Dataset items
------------------------------------------------
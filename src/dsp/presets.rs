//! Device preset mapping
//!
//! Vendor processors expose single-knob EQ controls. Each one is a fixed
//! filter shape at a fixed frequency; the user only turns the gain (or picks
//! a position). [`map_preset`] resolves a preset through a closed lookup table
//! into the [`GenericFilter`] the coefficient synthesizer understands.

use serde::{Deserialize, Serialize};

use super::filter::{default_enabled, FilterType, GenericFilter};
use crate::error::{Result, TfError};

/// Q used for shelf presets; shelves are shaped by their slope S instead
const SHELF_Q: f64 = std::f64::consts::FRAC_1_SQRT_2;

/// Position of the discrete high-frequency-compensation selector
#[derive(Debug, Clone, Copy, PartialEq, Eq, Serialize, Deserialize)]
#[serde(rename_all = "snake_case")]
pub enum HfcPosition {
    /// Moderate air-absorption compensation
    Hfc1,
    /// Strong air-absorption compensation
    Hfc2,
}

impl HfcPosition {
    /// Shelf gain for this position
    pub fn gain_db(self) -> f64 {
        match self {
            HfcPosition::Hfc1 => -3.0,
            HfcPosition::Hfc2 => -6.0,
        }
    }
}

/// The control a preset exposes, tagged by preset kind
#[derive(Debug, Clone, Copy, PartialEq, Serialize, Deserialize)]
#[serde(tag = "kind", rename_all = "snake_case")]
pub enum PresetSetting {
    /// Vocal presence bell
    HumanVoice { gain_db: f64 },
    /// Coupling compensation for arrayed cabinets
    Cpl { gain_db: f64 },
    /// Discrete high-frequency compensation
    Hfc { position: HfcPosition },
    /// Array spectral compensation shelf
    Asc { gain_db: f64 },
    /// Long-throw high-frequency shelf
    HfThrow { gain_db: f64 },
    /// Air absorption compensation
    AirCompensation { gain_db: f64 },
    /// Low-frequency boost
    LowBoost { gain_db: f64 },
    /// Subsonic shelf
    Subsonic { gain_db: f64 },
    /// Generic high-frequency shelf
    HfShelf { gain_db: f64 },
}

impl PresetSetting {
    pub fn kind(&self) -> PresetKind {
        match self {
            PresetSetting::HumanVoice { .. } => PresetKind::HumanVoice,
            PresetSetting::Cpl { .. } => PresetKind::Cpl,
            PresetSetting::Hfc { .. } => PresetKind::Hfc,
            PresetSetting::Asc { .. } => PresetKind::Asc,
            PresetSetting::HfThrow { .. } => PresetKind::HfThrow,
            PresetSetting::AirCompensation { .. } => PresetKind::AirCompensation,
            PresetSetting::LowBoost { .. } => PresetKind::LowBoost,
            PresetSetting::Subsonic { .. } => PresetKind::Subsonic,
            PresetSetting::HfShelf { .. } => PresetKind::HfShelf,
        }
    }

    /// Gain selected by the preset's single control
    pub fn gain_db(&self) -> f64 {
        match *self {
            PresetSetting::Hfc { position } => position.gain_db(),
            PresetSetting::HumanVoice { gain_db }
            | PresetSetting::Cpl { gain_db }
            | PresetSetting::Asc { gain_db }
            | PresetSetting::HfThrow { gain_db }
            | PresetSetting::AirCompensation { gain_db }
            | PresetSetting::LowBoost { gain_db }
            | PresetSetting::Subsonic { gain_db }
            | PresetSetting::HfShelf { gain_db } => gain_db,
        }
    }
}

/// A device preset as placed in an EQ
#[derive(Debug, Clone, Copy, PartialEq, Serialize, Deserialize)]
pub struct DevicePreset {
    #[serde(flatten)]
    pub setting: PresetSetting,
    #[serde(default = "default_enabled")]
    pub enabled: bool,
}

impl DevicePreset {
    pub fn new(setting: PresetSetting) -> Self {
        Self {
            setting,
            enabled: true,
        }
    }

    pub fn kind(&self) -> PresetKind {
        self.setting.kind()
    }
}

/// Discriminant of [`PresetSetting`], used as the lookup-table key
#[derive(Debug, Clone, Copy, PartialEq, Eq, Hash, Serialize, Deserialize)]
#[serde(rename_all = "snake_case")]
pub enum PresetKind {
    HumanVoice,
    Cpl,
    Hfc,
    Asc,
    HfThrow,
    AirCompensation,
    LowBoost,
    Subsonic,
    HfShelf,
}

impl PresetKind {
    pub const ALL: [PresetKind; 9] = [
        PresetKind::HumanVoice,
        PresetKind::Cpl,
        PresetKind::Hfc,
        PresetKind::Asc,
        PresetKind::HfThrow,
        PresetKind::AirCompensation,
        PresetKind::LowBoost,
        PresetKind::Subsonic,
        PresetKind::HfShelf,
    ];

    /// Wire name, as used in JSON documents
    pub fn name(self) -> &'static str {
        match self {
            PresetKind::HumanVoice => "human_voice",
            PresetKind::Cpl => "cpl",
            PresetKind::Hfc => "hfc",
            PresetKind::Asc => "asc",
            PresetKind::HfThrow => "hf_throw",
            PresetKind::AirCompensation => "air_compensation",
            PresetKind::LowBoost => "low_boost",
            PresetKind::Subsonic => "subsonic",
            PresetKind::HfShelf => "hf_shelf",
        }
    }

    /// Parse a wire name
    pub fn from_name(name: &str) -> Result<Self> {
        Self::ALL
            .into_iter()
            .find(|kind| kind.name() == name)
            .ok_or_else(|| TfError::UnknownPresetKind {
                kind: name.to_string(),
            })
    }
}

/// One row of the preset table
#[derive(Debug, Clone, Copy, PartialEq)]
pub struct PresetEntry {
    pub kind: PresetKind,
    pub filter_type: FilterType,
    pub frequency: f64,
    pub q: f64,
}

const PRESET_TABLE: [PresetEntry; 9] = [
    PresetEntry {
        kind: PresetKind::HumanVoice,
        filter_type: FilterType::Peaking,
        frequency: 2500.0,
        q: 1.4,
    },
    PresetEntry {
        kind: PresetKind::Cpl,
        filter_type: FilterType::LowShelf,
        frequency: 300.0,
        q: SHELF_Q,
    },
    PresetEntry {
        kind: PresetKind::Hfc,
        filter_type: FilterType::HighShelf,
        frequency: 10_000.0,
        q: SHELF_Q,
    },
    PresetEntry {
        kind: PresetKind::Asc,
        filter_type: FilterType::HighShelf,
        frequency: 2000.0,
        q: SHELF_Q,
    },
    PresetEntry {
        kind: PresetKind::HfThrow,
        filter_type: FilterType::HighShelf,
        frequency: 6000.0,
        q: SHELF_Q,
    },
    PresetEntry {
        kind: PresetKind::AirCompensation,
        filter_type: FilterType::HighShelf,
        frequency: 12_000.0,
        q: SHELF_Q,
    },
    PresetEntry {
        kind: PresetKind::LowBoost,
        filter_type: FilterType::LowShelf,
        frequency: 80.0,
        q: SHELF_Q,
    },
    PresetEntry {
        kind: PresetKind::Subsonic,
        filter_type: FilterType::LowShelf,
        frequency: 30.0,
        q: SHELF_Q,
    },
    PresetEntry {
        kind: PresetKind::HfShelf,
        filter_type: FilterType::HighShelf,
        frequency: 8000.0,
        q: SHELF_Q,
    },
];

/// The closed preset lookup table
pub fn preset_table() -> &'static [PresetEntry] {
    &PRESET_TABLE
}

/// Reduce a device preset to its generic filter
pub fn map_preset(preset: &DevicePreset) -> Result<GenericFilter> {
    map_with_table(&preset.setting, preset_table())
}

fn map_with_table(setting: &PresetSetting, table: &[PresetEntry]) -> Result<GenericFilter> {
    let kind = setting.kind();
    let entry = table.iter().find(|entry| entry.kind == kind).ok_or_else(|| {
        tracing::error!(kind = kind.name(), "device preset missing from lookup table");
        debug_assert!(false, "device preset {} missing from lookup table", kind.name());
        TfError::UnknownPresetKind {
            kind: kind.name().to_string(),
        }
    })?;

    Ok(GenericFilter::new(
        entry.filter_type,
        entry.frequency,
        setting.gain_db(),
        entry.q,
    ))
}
------------------------------------------------
Could the data above be returned exactly as it stands?

filename src/dsp/presets.rs
//! Device preset mapping
//!
//! Vendor processors expose single-knob EQ controls. Each one is a fixed
//! filter shape at a fixed frequency; the user only turns the gain (or picks
//! a position). [`map_preset`] resolves a preset through a closed lookup table
//! into the [`GenericFilter`] the coefficient synthesizer understands.

use serde::{Deserialize, Serialize};

use super::filter::{default_enabled, FilterType, GenericFilter};
use crate::error::{Result, TfError};

/// Q used for shelf presets; shelves are shaped by their slope S instead
const SHELF_Q: f64 = std::f64::consts::FRAC_1_SQRT_2;

/// Position of the discrete high-frequency-compensation selector
#[derive(Debug, Clone, Copy, PartialEq, Eq, Serialize, Deserialize)]
#[serde(rename_all = "snake_case")]
pub enum HfcPosition {
    /// Moderate air-absorption compensation
    Hfc1,
    /// Strong air-absorption compensation
    Hfc2,
}

impl HfcPosition {
    /// Shelf gain for this position
    pub fn gain_db(self) -> f64 {
        match self {
            HfcPosition::Hfc1 => -3.0,
            HfcPosition::Hfc2 => -6.0,
        }
    }
}

/// The control a preset exposes, tagged by preset kind
#[derive(Debug, Clone, Copy, PartialEq, Serialize, Deserialize)]
#[serde(tag = "kind", rename_all = "snake_case")]
pub enum PresetSetting {
    /// Vocal presence bell
    HumanVoice { gain_db: f64 },
    /// Coupling compensation for arrayed cabinets
    Cpl { gain_db: f64 },
    /// Discrete high-frequency compensation
    Hfc { position: HfcPosition },
    /// Array spectral compensation shelf
    Asc { gain_db: f64 },
    /// Long-throw high-frequency shelf
    HfThrow { gain_db: f64 },
    /// Air absorption compensation
    AirCompensation { gain_db: f64 },
    /// Low-frequency boost
    LowBoost { gain_db: f64 },
    /// Subsonic shelf
    Subsonic { gain_db: f64 },
    /// Generic high-frequency shelf
    HfShelf { gain_db: f64 },
}

impl PresetSetting {
    pub fn kind(&self) -> PresetKind {
        match self {
            PresetSetting::HumanVoice { .. } => PresetKind::HumanVoice,
            PresetSetting::Cpl { .. } => PresetKind::Cpl,
            PresetSetting::Hfc { .. } => PresetKind::Hfc,
            PresetSetting::Asc { .. } => PresetKind::Asc,
            PresetSetting::HfThrow { .. } => PresetKind::HfThrow,
            PresetSetting::AirCompensation { .. } => PresetKind::AirCompensation,
            PresetSetting::LowBoost { .. } => PresetKind::LowBoost,
            PresetSetting::Subsonic { .. } => PresetKind::Subsonic,
            PresetSetting::HfShelf { .. } => PresetKind::HfShelf,
        }
    }

    /// Gain selected by the preset's single control
    pub fn gain_db(&self) -> f64 {
        match *self {
            PresetSetting::Hfc { position } => position.gain_db(),
            PresetSetting::HumanVoice { gain_db }
            | PresetSetting::Cpl { gain_db }
            | PresetSetting::Asc { gain_db }
            | PresetSetting::HfThrow { gain_db }
            | PresetSetting::AirCompensation { gain_db }
            | PresetSetting::LowBoost { gain_db }
            | PresetSetting::Subsonic { gain_db }
            | PresetSetting::HfShelf { gain_db } => gain_db,
        }
    }
}

/// A device preset as placed in an EQ
#[derive(Debug, Clone, Copy, PartialEq, Serialize, Deserialize)]
pub struct DevicePreset {
    #[serde(flatten)]
    pub setting: PresetSetting,
    #[serde(default = "default_enabled")]
    pub enabled: bool,
}

impl DevicePreset {
    pub fn new(setting: PresetSetting) -> Self {
        Self {
            setting,
            enabled: true,
        }
    }

    pub fn kind(&self) -> PresetKind {
        self.setting.kind()
    }
}

/// Discriminant of [`PresetSetting`], used as the lookup-table key
#[derive(Debug, Clone, Copy, PartialEq, Eq, Hash, Serialize, Deserialize)]
#[serde(rename_all = "snake_case")]
pub enum PresetKind {
    HumanVoice,
    Cpl,
    Hfc,
    Asc,
    HfThrow,
    AirCompensation,
    LowBoost,
    Subsonic,
    HfShelf,
}

impl PresetKind {
    pub const ALL: [PresetKind; 9] = [
        PresetKind::HumanVoice,
        PresetKind::Cpl,
        PresetKind::Hfc,
        PresetKind::Asc,
        PresetKind::HfThrow,
        PresetKind::AirCompensation,
        PresetKind::LowBoost,
        PresetKind::Subsonic,
        PresetKind::HfShelf,
    ];

    /// Wire name, as used in JSON documents
    pub fn name(self) -> &'static str {
        match self {
            PresetKind::HumanVoice => "human_voice",
            PresetKind::Cpl => "cpl",
            PresetKind::Hfc => "hfc",
            PresetKind::Asc => "asc",
            PresetKind::HfThrow => "hf_throw",
            PresetKind::AirCompensation => "air_compensation",
            PresetKind::LowBoost => "low_boost",
            PresetKind::Subsonic => "subsonic",
            PresetKind::HfShelf => "hf_shelf",
        }
    }

    /// Parse a wire name
    pub fn from_name(name: &str) -> Result<Self> {
        Self::ALL
            .into_iter()
            .find(|kind| kind.name() == name)
            .ok_or_else(|| TfError::UnknownPresetKind {
                kind: name.to_string(),
            })
    }
}

/// One row of the preset table
#[derive(Debug, Clone, Copy, PartialEq)]
pub struct PresetEntry {
    pub kind: PresetKind,
    pub filter_type: FilterType,
    pub frequency: f64,
    pub q: f64,
}

const PRESET_TABLE: [PresetEntry; 9] = [
    PresetEntry {
        kind: PresetKind::HumanVoice,
        filter_type: FilterType::Peaking,
        frequency: 2500.0,
        q: 1.4,
    },
    PresetEntry {
        kind: PresetKind::Cpl,
        filter_type: FilterType::LowShelf,
        frequency: 300.0,
        q: SHELF_Q,
    },
    PresetEntry {
        kind: PresetKind::Hfc,
        filter_type: FilterType::HighShelf,
        frequency: 10_000.0,
        q: SHELF_Q,
    },
    PresetEntry {
        kind: PresetKind::Asc,
        filter_type: FilterType::HighShelf,
        frequency: 2000.0,
        q: SHELF_Q,
    },
    PresetEntry {
        kind: PresetKind::HfThrow,
        filter_type: FilterType::HighShelf,
        frequency: 6000.0,
        q: SHELF_Q,
    },
    PresetEntry {
        kind: PresetKind::AirCompensation,
        filter_type: FilterType::HighShelf,
        frequency: 12_000.0,
        q: SHELF_Q,
    },
    PresetEntry {
        kind: PresetKind::LowBoost,
        filter_type: FilterType::LowShelf,
        frequency: 80.0,
        q: SHELF_Q,
    },
    PresetEntry {
        kind: PresetKind::Subsonic,
        filter_type: FilterType::LowShelf,
        frequency: 30.0,
        q: SHELF_Q,
    },
    PresetEntry {
        kind: PresetKind::HfShelf,
        filter_type: FilterType::HighShelf,
        frequency: 8000.0,
        q: SHELF_Q,
    },
];

/// The closed preset lookup table
pub fn preset_table() -> &'static [PresetEntry] {
    &PRESET_TABLE
}

/// Reduce a device preset to its generic filter
pub fn map_preset(preset: &DevicePreset) -> Result<GenericFilter> {
    map_with_table(&preset.setting, preset_table())
}

fn map_with_table(setting: &PresetSetting, table: &[PresetEntry]) -> Result<GenericFilter> {
    let kind = setting.kind();
    let entry = table.iter().find(|entry| entry.kind == kind).ok_or_else(|| {
        tracing::error!(kind = kind.name(), "device preset missing from lookup table");
        debug_assert!(false, "device preset {} missing from lookup table", kind.name());
        TfError::UnknownPresetKind {
            kind: kind.name().to_string(),
        }
    })?;

    Ok(GenericFilter::new(
        entry.filter_type,
        entry.frequency,
        setting.gain_db(),
        entry.q,
    ))
}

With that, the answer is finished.